---------- Provided data ----------
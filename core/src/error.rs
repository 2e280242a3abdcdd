//! Error types for compilation and stage execution

use std::time::Duration;
use thiserror::Error;

/// Result type alias for compilation
pub type CompileResult<T> = std::result::Result<T, CompileError>;

/// Errors raised by the protocol compiler in strict mode
#[derive(Debug, Clone, PartialEq, Error)]
pub enum CompileError {
    /// A stage call references a name that no stage call produces
    #[error("line {line}: step '{step_id}' references unresolved name '{name}'")]
    UnresolvedDependency {
        step_id: String,
        name: String,
        line: usize,
    },

    /// Two stage calls assign the same output variable
    #[error("line {line}: output variable '{output}' already assigned on line {first_line}")]
    DuplicateOutput {
        output: String,
        line: usize,
        first_line: usize,
    },
}

/// Errors a stage can report back to the orchestrator
#[derive(Debug, Clone, PartialEq, Error)]
pub enum StageError {
    /// The stage ran and failed
    #[error("{0}")]
    Failed(String),

    /// No stage is registered under the canonical id
    #[error("unknown stage '{0}'")]
    UnknownStage(String),

    /// The stage did not finish within the configured step timeout
    #[error("stage timed out after {0:?}")]
    TimedOut(Duration),

    /// The run was cancelled before or while the stage ran
    #[error("execution cancelled")]
    Cancelled,

    /// The stage task panicked or was aborted
    #[error("stage task aborted: {0}")]
    Aborted(String),
}

impl StageError {
    /// Create a failure with a message
    pub fn failed(msg: impl Into<String>) -> Self {
        Self::Failed(msg.into())
    }
}
//! Script diagnostics
//!
//! A rule-based lint pass that runs over a parsed `Script` and reports things
//! the line grammar and the compiler tolerate but an author probably did not
//! intend. Validation is advisory: it never changes what the parser or the
//! compiler produce.
//!
//! # Adding a New Rule
//!
//! 1. Create a new file in `validator/rules/`
//! 2. Implement `ValidationRule` for your struct
//! 3. Add it to `Validator::new()`

pub mod rules;

use crate::parser::Script;


/* ===================== Diagnostics ===================== */

/// A diagnostic produced by a validation rule
#[derive(Debug, Clone, PartialEq, Eq)]
pub struct ValidationError {
    /// 1-indexed source line
    pub line: usize,
    pub message: String,
    pub severity: Severity,
    /// Which rule produced this diagnostic
    pub rule_id: &'static str,
}

#[derive(Debug, Clone, Copy, PartialEq, Eq, PartialOrd, Ord)]
pub enum Severity {
    /// The script will not compile in strict mode
    Error,
    /// Likely a mistake
    Warning,
    Hint,
}

impl ValidationError {
    pub fn error(line: usize, message: impl Into<String>, rule_id: &'static str) -> Self {
        Self::new(line, message, Severity::Error, rule_id)
    }

    pub fn warning(line: usize, message: impl Into<String>, rule_id: &'static str) -> Self {
        Self::new(line, message, Severity::Warning, rule_id)
    }

    pub fn hint(line: usize, message: impl Into<String>, rule_id: &'static str) -> Self {
        Self::new(line, message, Severity::Hint, rule_id)
    }

    fn new(
        line: usize,
        message: impl Into<String>,
        severity: Severity,
        rule_id: &'static str,
    ) -> Self {
        Self {
            line,
            message: message.into(),
            severity,
            rule_id,
        }
    }

    pub fn is_error(&self) -> bool {
        self.severity == Severity::Error
    }
}

impl std::fmt::Display for ValidationError {
    fn fmt(&self, f: &mut std::fmt::Formatter<'_>) -> std::fmt::Result {
        let severity = match self.severity {
            Severity::Error => "error",
            Severity::Warning => "warning",
            Severity::Hint => "hint",
        };
        write!(
            f,
            "{} at line {}: {} [{}]",
            severity, self.line, self.message, self.rule_id
        )
    }
}

impl std::error::Error for ValidationError {}

/* ===================== Rules ===================== */

/// One independent check over a parsed script
pub trait ValidationRule: Send + Sync {
    /// Unique identifier, e.g. "duplicate-output"
    fn id(&self) -> &'static str;

    fn description(&self) -> &'static str;

    /// Return every issue found; empty means the script is clean
    fn validate(&self, script: &Script) -> Vec<ValidationError>;
}

/// Runs every built-in rule
pub struct Validator {
    rules: Vec<Box<dyn ValidationRule>>,
}

impl Validator {
    pub fn new() -> Self {
        Self {
            rules: vec![
                Box::new(rules::DuplicateOutputRule),
                Box::new(rules::UndefinedReferenceRule),
                Box::new(rules::UnrecognizedLineRule),
                Box::new(rules::UnknownStageRule),
            ],
        }
    }

    /// Diagnostics from all rules, ordered by line then severity
    pub fn validate(&self, script: &Script) -> Vec<ValidationError> {
        let mut found: Vec<ValidationError> = self
            .rules
            .iter()
            .flat_map(|rule| rule.validate(script))
            .collect();
        found.sort_by_key(|e| (e.line, e.severity));
        found
    }

    /// `(id, description)` of each registered rule
    pub fn rules(&self) -> impl Iterator<Item = (&'static str, &'static str)> + '_ {
        self.rules.iter().map(|r| (r.id(), r.description()))
    }
}

impl Default for Validator {
    fn default() -> Self {
        Self::new()
    }
}

/// Validate a script with the built-in rules
pub fn validate_script(script: &Script) -> Vec<ValidationError> {
    Validator::new().validate(script)
}

/// Whether any diagnostic is an error (not just a warning or hint)
pub fn has_errors(script: &Script) -> bool {
    validate_script(script).iter().any(ValidationError::is_error)
}
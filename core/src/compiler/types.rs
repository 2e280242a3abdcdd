//! Compiled protocol types

use serde::{Deserialize, Serialize};
use std::collections::BTreeMap;
use std::fmt;

use crate::value::ValMap;

/// Static per-step resource demand
#[derive(Debug, Clone, Copy, PartialEq, Serialize, Deserialize)]
pub struct ResourceEstimate {
    pub cpu: f64,
    /// Memory in GB
    pub memory: f64,
    pub gpu: f64,
    /// Estimated wall time in seconds
    pub time: f64,
}

/// Scheduling strategy chosen at compile time
#[derive(Debug, Clone, Copy, PartialEq, Eq, Hash, Serialize, Deserialize)]
#[serde(rename_all = "lowercase")]
pub enum ExecutionMode {
    /// Every step is gated on another step
    Sequential,
    /// No step depends on another
    Parallel,
    /// Mixed: wavefront execution over the dependency graph
    Adaptive,
}

impl fmt::Display for ExecutionMode {
    fn fmt(&self, f: &mut fmt::Formatter<'_>) -> fmt::Result {
        let name = match self {
            ExecutionMode::Sequential => "SEQUENTIAL",
            ExecutionMode::Parallel => "PARALLEL",
            ExecutionMode::Adaptive => "ADAPTIVE",
        };
        write!(f, "{}", name)
    }
}

/// How the aggregate allocation was derived
#[derive(Debug, Clone, Copy, PartialEq, Eq, Serialize, Deserialize)]
#[serde(rename_all = "snake_case")]
pub enum AllocationStrategy {
    /// Per-resource maximum over all steps
    Peak,
    /// Per-resource sum, capped
    CappedSum,
}

/// Aggregate resource allocation for a compiled protocol
#[derive(Debug, Clone, PartialEq, Serialize, Deserialize)]
pub struct ResourceAllocation {
    pub strategy: AllocationStrategy,
    pub cpu: f64,
    pub memory: f64,
    pub gpu: f64,
    /// Sum of per-step time estimates, in seconds
    pub total_time: f64,
    pub step_count: usize,
}

/// Compiled form of one stage-call node
#[derive(Debug, Clone, PartialEq, Serialize, Deserialize)]
pub struct ExecutionStep {
    pub step_id: String,
    /// Canonical stage identifier
    pub stage_name: String,
    pub output_var: String,
    pub parameters: ValMap,
    /// Resolved step ids this step waits for
    pub dependencies: Vec<String>,
    pub resource_estimate: ResourceEstimate,
    pub source_line: usize,
    pub annotation_template: String,
}

/// Links a step back to the source line its result summary goes under
#[derive(Debug, Clone, PartialEq, Eq, Serialize, Deserialize)]
pub struct AnnotationEntry {
    pub line: usize,
    pub var: String,
    pub pattern: String,
}

/// Output of the protocol compiler
#[derive(Debug, Clone, PartialEq, Serialize, Deserialize)]
pub struct CompiledProtocol {
    pub protocol_name: String,
    pub steps: Vec<ExecutionStep>,
    pub execution_mode: ExecutionMode,
    pub resource_allocation: ResourceAllocation,
    pub dependency_graph: BTreeMap<String, Vec<String>>,
    pub annotation_map: BTreeMap<String, AnnotationEntry>,
    pub auxiliary_artifacts: BTreeMap<String, String>,
    /// Script text the protocol was compiled from
    pub source: String,
    /// SHA-256 of `source`, hex encoded
    pub source_hash: String,
}

impl CompiledProtocol {
    pub fn step(&self, step_id: &str) -> Option<&ExecutionStep> {
        self.steps.iter().find(|s| s.step_id == step_id)
    }
}
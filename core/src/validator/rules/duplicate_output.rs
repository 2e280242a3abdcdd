//! Rule: Duplicate Output
//!
//! Reports an error when a stage call assigns a variable an earlier stage
//! call already assigned. Both calls become steps with the same id, and the
//! later one shadows the earlier in the dependency graph and annotation map.

use std::collections::HashMap;

use crate::parser::Script;

use super::super::{ValidationError, ValidationRule};

pub struct DuplicateOutputRule;

impl ValidationRule for DuplicateOutputRule {
    fn id(&self) -> &'static str {
        "duplicate-output"
    }

    fn description(&self) -> &'static str {
        "Each stage call should assign a distinct variable"
    }

    fn validate(&self, script: &Script) -> Vec<ValidationError> {
        let mut first_seen: HashMap<&str, usize> = HashMap::new();
        let mut errors = Vec::new();

        for node in &script.stage_calls {
            let Some(output) = node.output() else {
                continue;
            };
            match first_seen.get(output) {
                Some(first_line) => errors.push(ValidationError::error(
                    node.line_number,
                    format!(
                        "'{}' is already assigned by the stage call on line {}",
                        output, first_line
                    ),
                    self.id(),
                )),
                None => {
                    first_seen.insert(output, node.line_number);
                }
            }
        }

        errors
    }
}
----------
- Task statement: Line by line, count how many lines of the entries contain the word "Parallel", and give only that number.

- Answer box: 2